As an introduction I would like to mention certain items that were specific to the Baltic States, while not characteristic of Cuba. Above all, the political, economic, social transformation in the Baltic States was part of the national liberation movement, restoration of the statehood of the Baltic nations, which is not the case in Cuba. Secondly, a huge role was played by the USA – its moral and political support to the Baltics, the refusal to recognise the legitimacy of the incorporation of the Baltic States into the USSR. In Cuba’s case it is of utmost importance to consider the up till now successfully fuelled anti-American moods which will have its impact upon any efforts to develop or enforce any strategy.

So what would I suggest to Cuba basing myself on the Baltic experience? A five-year plan highlighting the following guidelines:

1) Economic reform programme: introduction of a self-supporting (cost accounting) in the Cuban state enterprises that would teach a country with a population in excess of 11 million the fundamentals of market economy within a shortest possible period of time; development of cooperation; creation of joint ventures with foreign capital; strengthening of private property, launch of small scale privatisation.

2) Liberalisation of the political system: elections, opportunities for people to say what they think about the government (I will not repeat the Gallup research results of this year but this is what the people of Cuba want!).

3) Liberalisation of the fiscal policy: to allow the circulation of foreign currencies in Cuba (now US dollar is functioning along peso), liberalisation of the foreign currency mode.

4) Social life reform, cultural invasion: unrestricted establishment of public and non-governmental organisations; freedom of press and speech; release of political prisoners. Cultural invasion: radio, TV programmes, broadcasting of TV channels of the EU countries (Spain?) to Cuba.

5) Liberalisation and intensification of people-to-people contacts: to improve communication of all kinds between the Cuban Diaspora in the USA and other countries and the people of Cuba: relaxation of the visa regime, liberalisation of parcels, and cash remittance procedures.

6) EU and USA financial and other support for all political, market economy, etc. reforms in Cuba. The greater the support, the better. Support shall be granted on certain conditions, i.e. the scope of the support is related to the extent of reforms.
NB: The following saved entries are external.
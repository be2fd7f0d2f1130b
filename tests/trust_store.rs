use std::fs;
use std::path::PathBuf;

use rdp_trust::asn1::{Dialect, Tag};
use rdp_trust::{Certificate, CertificateStore, Decision, Error, Trust, TrustRecord};
use tempfile::TempDir;

const EXAMPLE_COM_PEM: &[u8] = include_bytes!("data/example_com.pem");
const EXAMPLE_NET_PEM: &[u8] = include_bytes!("data/example_net.pem");

fn init_logger() {
    stderrlog::new()
        .verbosity(4)
        .timestamp(stderrlog::Timestamp::Microsecond)
        .init()
        .ok();
}

fn certs() -> (Certificate, Certificate) {
    (
        Certificate::parse(EXAMPLE_COM_PEM).unwrap(),
        Certificate::parse(EXAMPLE_NET_PEM).unwrap(),
    )
}

fn store_path(dir: &TempDir) -> PathBuf {
    dir.path().join("nested").join("known_hosts2")
}

fn open(path: &PathBuf) -> CertificateStore {
    CertificateStore::builder().set_path(path).open().unwrap()
}

fn wrap(tag: Tag, constructed: bool, content: &[u8]) -> Vec<u8> {
    let mut out: Vec<u8> = Vec::new();
    Dialect::Ber
        .write_universal_tag(&mut out, tag, constructed)
        .unwrap();
    Dialect::Ber.write_length(&mut out, content.len()).unwrap();
    out.extend_from_slice(content);
    out
}

fn common_name(cn: &str) -> Vec<u8> {
    // 2.5.4.3
    let mut atav: Vec<u8> = wrap(Tag::ObjectIdentifier, false, &[0x55, 0x04, 0x03]);
    atav.extend(wrap(Tag::Utf8String, false, cn.as_bytes()));
    let rdn: Vec<u8> = wrap(Tag::Set, true, &wrap(Tag::Sequence, true, &atav));
    wrap(Tag::Sequence, true, &rdn)
}

fn algorithm(oid: &[u8]) -> Vec<u8> {
    let mut seq: Vec<u8> = wrap(Tag::ObjectIdentifier, false, oid);
    seq.extend(wrap(Tag::Null, false, &[]));
    wrap(Tag::Sequence, true, &seq)
}

/// Unsigned v1 certificate for `cn` reusing the RSA key of `key_of`.
fn v1_certificate(cn: &str, key_of: &Certificate) -> Certificate {
    const SHA256_WITH_RSA: &[u8] = &[0x2A, 0x86, 0x48, 0x86, 0xF7, 0x0D, 0x01, 0x01, 0x0B];
    const RSA_ENCRYPTION: &[u8] = &[0x2A, 0x86, 0x48, 0x86, 0xF7, 0x0D, 0x01, 0x01, 0x01];

    let mut tbs: Vec<u8> = Vec::new();
    Dialect::Ber.write_integer(&mut tbs, &[0x2A]).unwrap();
    tbs.extend(algorithm(SHA256_WITH_RSA));
    tbs.extend(common_name("Test CA"));
    let mut validity: Vec<u8> = wrap(Tag::UtcTime, false, b"250101000000Z");
    validity.extend(wrap(Tag::UtcTime, false, b"350101000000Z"));
    tbs.extend(wrap(Tag::Sequence, true, &validity));
    tbs.extend(common_name(cn));

    let key: &rdp_trust::RsaPublicKey = key_of.public_key();
    let mut rsa: Vec<u8> = Vec::new();
    Dialect::Ber.write_integer(&mut rsa, key.modulus()).unwrap();
    Dialect::Ber.write_integer(&mut rsa, &[0x01, 0x00, 0x01]).unwrap();
    let mut bits: Vec<u8> = vec![0x00];
    bits.extend(wrap(Tag::Sequence, true, &rsa));
    let mut spki: Vec<u8> = algorithm(RSA_ENCRYPTION);
    spki.extend(wrap(Tag::BitString, false, &bits));
    tbs.extend(wrap(Tag::Sequence, true, &spki));

    let mut certificate: Vec<u8> = wrap(Tag::Sequence, true, &tbs);
    certificate.extend(algorithm(SHA256_WITH_RSA));
    certificate.extend(wrap(Tag::BitString, false, &[0x00, 0x5A]));

    Certificate::from_der(&wrap(Tag::Sequence, true, &certificate)).unwrap()
}

#[test]
fn first_use_then_match_then_mismatch() {
    init_logger();

    let dir: TempDir = TempDir::new().unwrap();
    let path: PathBuf = store_path(&dir);
    let (first, second) = certs();
    let mut store: CertificateStore = open(&path);
    assert!(store.records().is_empty());

    let Decision::Trusted(Trust::New(pinned)) = store.r#match("Host.Example", 3389, &first).unwrap()
    else {
        panic!("first contact must pin");
    };
    assert_eq!(pinned.host, "host.example");
    assert_eq!(pinned.port, 3389);
    assert_eq!(pinned.fingerprint, *first.fingerprint());
    assert_eq!(pinned.subject, "CN = example.com, O = Example Org");

    let decision: Decision = store.r#match("host.example", 3389, &first).unwrap();
    assert!(decision.is_trusted());
    assert_eq!(decision, Decision::Trusted(Trust::Match(pinned.clone())));

    let Decision::Mismatch(mismatch) = store.r#match("host.example", 3389, &second).unwrap()
    else {
        panic!("a different certificate must not be trusted");
    };
    assert_eq!(mismatch.stored, pinned);
    assert_eq!(mismatch.presented.fingerprint, *second.fingerprint());
    assert_eq!(mismatch.old_subject(), "CN = example.com, O = Example Org");
    assert_eq!(mismatch.new_subject(), "CN = rdp.example.net");
    assert_eq!(mismatch.store_path, path);

    let warning: String = mismatch.to_string();
    assert!(warning.contains("host.example:3389"));
    assert!(warning.contains(&first.fingerprint().to_string()));
    assert!(warning.contains(&second.fingerprint().to_string()));
    assert!(warning.contains(&path.display().to_string()));

    // the pinned record is untouched until an explicit update
    assert_eq!(store.lookup("host.example", 3389).unwrap(), Some(pinned.clone()));
    assert!(!store.r#match("host.example", 3389, &second).unwrap().is_trusted());

    let updated: TrustRecord = store.update("host.example", 3389, &second).unwrap();
    assert_eq!(updated.fingerprint, *second.fingerprint());
    assert!(matches!(
        store.r#match("host.example", 3389, &second).unwrap(),
        Decision::Trusted(Trust::Match(_))
    ));
    assert!(!store.r#match("host.example", 3389, &first).unwrap().is_trusted());
}

#[test]
fn port_is_part_of_the_key() {
    init_logger();

    let dir: TempDir = TempDir::new().unwrap();
    let path: PathBuf = store_path(&dir);
    let (first, second) = certs();
    let mut store: CertificateStore = open(&path);

    assert!(matches!(
        store.r#match("host.example", 3389, &first).unwrap(),
        Decision::Trusted(Trust::New(_))
    ));
    assert!(matches!(
        store.r#match("host.example", 3390, &second).unwrap(),
        Decision::Trusted(Trust::New(_))
    ));
    assert_eq!(store.records().len(), 2);
    assert_eq!(store.lookup("host.example", 443).unwrap(), None);
}

#[test]
fn persists_across_handles() {
    init_logger();

    let dir: TempDir = TempDir::new().unwrap();
    let path: PathBuf = store_path(&dir);
    let (first, second) = certs();

    let mut a: CertificateStore = open(&path);
    let mut b: CertificateStore = open(&path);

    assert!(a.r#match("one.example", 3389, &first).unwrap().is_trusted());
    // b has not seen a's insert yet; its write must merge rather than clobber
    assert!(b.r#match("two.example", 3389, &second).unwrap().is_trusted());

    assert!(a.lookup("two.example", 3389).unwrap().is_some());
    assert!(b.lookup("one.example", 3389).unwrap().is_some());

    // b pinning a host a already pinned sees a's record
    assert!(!b.r#match("one.example", 3389, &second).unwrap().is_trusted());

    a.close().unwrap();
    b.close().unwrap();

    let reopened: CertificateStore = open(&path);
    let hosts: Vec<&str> = reopened
        .records()
        .iter()
        .map(|record| record.host.as_str())
        .collect();
    assert_eq!(hosts, ["one.example", "two.example"]);
}

#[test]
fn remove() {
    init_logger();

    let dir: TempDir = TempDir::new().unwrap();
    let path: PathBuf = store_path(&dir);
    let (first, second) = certs();
    let mut store: CertificateStore = open(&path);

    store.r#match("host.example", 3389, &first).unwrap();
    assert!(store.remove("HOST.example", 3389).unwrap());
    assert!(!store.remove("host.example", 3389).unwrap());
    assert_eq!(store.lookup("host.example", 3389).unwrap(), None);

    // removed hosts are pinned afresh
    assert!(matches!(
        store.r#match("host.example", 3389, &second).unwrap(),
        Decision::Trusted(Trust::New(_))
    ));
}

#[test]
fn update_requires_a_record() {
    init_logger();

    let dir: TempDir = TempDir::new().unwrap();
    let (first, _) = certs();
    let mut store: CertificateStore = open(&store_path(&dir));

    assert!(matches!(
        store.update("host.example", 3389, &first),
        Err(Error::NotFound)
    ));
    assert!(store.records().is_empty());
}

#[test]
fn invalid_host_names() {
    init_logger();

    let dir: TempDir = TempDir::new().unwrap();
    let (first, _) = certs();
    let mut store: CertificateStore = open(&store_path(&dir));

    for host in ["", "#host", "two words", "tab\there"] {
        assert!(
            matches!(
                store.r#match(host, 3389, &first),
                Err(Error::InvalidEncoding)
            ),
            "{host:?}"
        );
    }
    assert!(store.records().is_empty());
}

#[test]
fn hand_edited_file() {
    init_logger();

    let dir: TempDir = TempDir::new().unwrap();
    let path: PathBuf = dir.path().join("known_hosts2");
    let (first, _) = certs();

    fs::write(
        &path,
        format!(
            "# pinned by hand\n\n  Host.Example 3389 {}\n",
            first.fingerprint()
        ),
    )
    .unwrap();

    let mut store: CertificateStore = open(&path);
    let record: TrustRecord = store.lookup("host.example", 3389).unwrap().unwrap();
    assert_eq!(record.fingerprint, *first.fingerprint());
    assert!(record.subject.is_empty());
    assert!(matches!(
        store.r#match("host.example", 3389, &first).unwrap(),
        Decision::Trusted(Trust::Match(_))
    ));
}

#[test]
fn malformed_line() {
    init_logger();

    let dir: TempDir = TempDir::new().unwrap();
    let path: PathBuf = dir.path().join("known_hosts2");

    fs::write(&path, "# comment\nhost.example 3389\n").unwrap();
    assert!(matches!(
        CertificateStore::builder().set_path(&path).open(),
        Err(Error::StoreFormat { line: 2 })
    ));

    fs::write(&path, "host.example 70000 00\n").unwrap();
    assert!(matches!(
        CertificateStore::builder().set_path(&path).open(),
        Err(Error::StoreFormat { line: 1 })
    ));
}

#[test]
fn missing_file_without_create() {
    init_logger();

    let dir: TempDir = TempDir::new().unwrap();
    let path: PathBuf = store_path(&dir);

    assert!(matches!(
        CertificateStore::builder()
            .set_path(&path)
            .set_create(false)
            .open(),
        Err(Error::NotFound)
    ));
    assert!(!path.exists());

    open(&path);
    assert!(path.exists());
    assert!(
        CertificateStore::builder()
            .set_path(&path)
            .set_create(false)
            .open()
            .is_ok()
    );
}

#[test]
fn oversized_subject_stays_readable() {
    init_logger();

    let dir: TempDir = TempDir::new().unwrap();
    let path: PathBuf = store_path(&dir);
    let (first, second) = certs();
    let huge: Certificate = v1_certificate(&"a".repeat(70_000), &first);
    assert!(huge.subject().to_string().len() > 64 * 1024);

    let mut store: CertificateStore = open(&path);
    assert!(matches!(
        store.r#match("huge.example", 3389, &huge).unwrap(),
        Decision::Trusted(Trust::New(_))
    ));

    // every later read goes through the oversized line
    assert!(matches!(
        store.r#match("rdp.example.com", 3389, &second).unwrap(),
        Decision::Trusted(Trust::New(_))
    ));
    assert!(matches!(
        store.r#match("huge.example", 3389, &huge).unwrap(),
        Decision::Trusted(Trust::Match(_))
    ));

    let mut reopened: CertificateStore = open(&path);
    assert_eq!(reopened.records().len(), 2);
    let record: TrustRecord = reopened.lookup("huge.example", 3389).unwrap().unwrap();
    assert_eq!(record.subject, huge.subject().to_string());
    assert_eq!(record.issuer, "CN = Test CA");
    assert_eq!(record.fingerprint, *huge.fingerprint());
}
Support has to be focused to the areas most vital to the ordinary Cubans: hospitals, schools, universities, etc.

The purpose of all these reforms is the creation of the civil basis, of foundations for the civil society in Cuba, prevention of the authoritarian regime, creation and enhancement of democratic institutes, prevention of civil war, armed conflicts, and the victory of the colonel dictatorship, etc. The ultimate goal of this plan is the creation of the market economy, foundations (preconditions) of the democratic society in Cuba.

And the closing but still an essential remark: these reforms can be implemented, foundations of the democratic society, the market economy can be created in five years only provided the regime opens itself to the EU, and the USA cooperates with transitional regime having abolished the policy of isolation and trade. I think that we have to admit that all authoritarian regimes – in Cuba, North Korea, and Belarus – extend their existence taking advantage of the isolation policy that is used by the democratic world as a means of punishing the totalitarian regimes.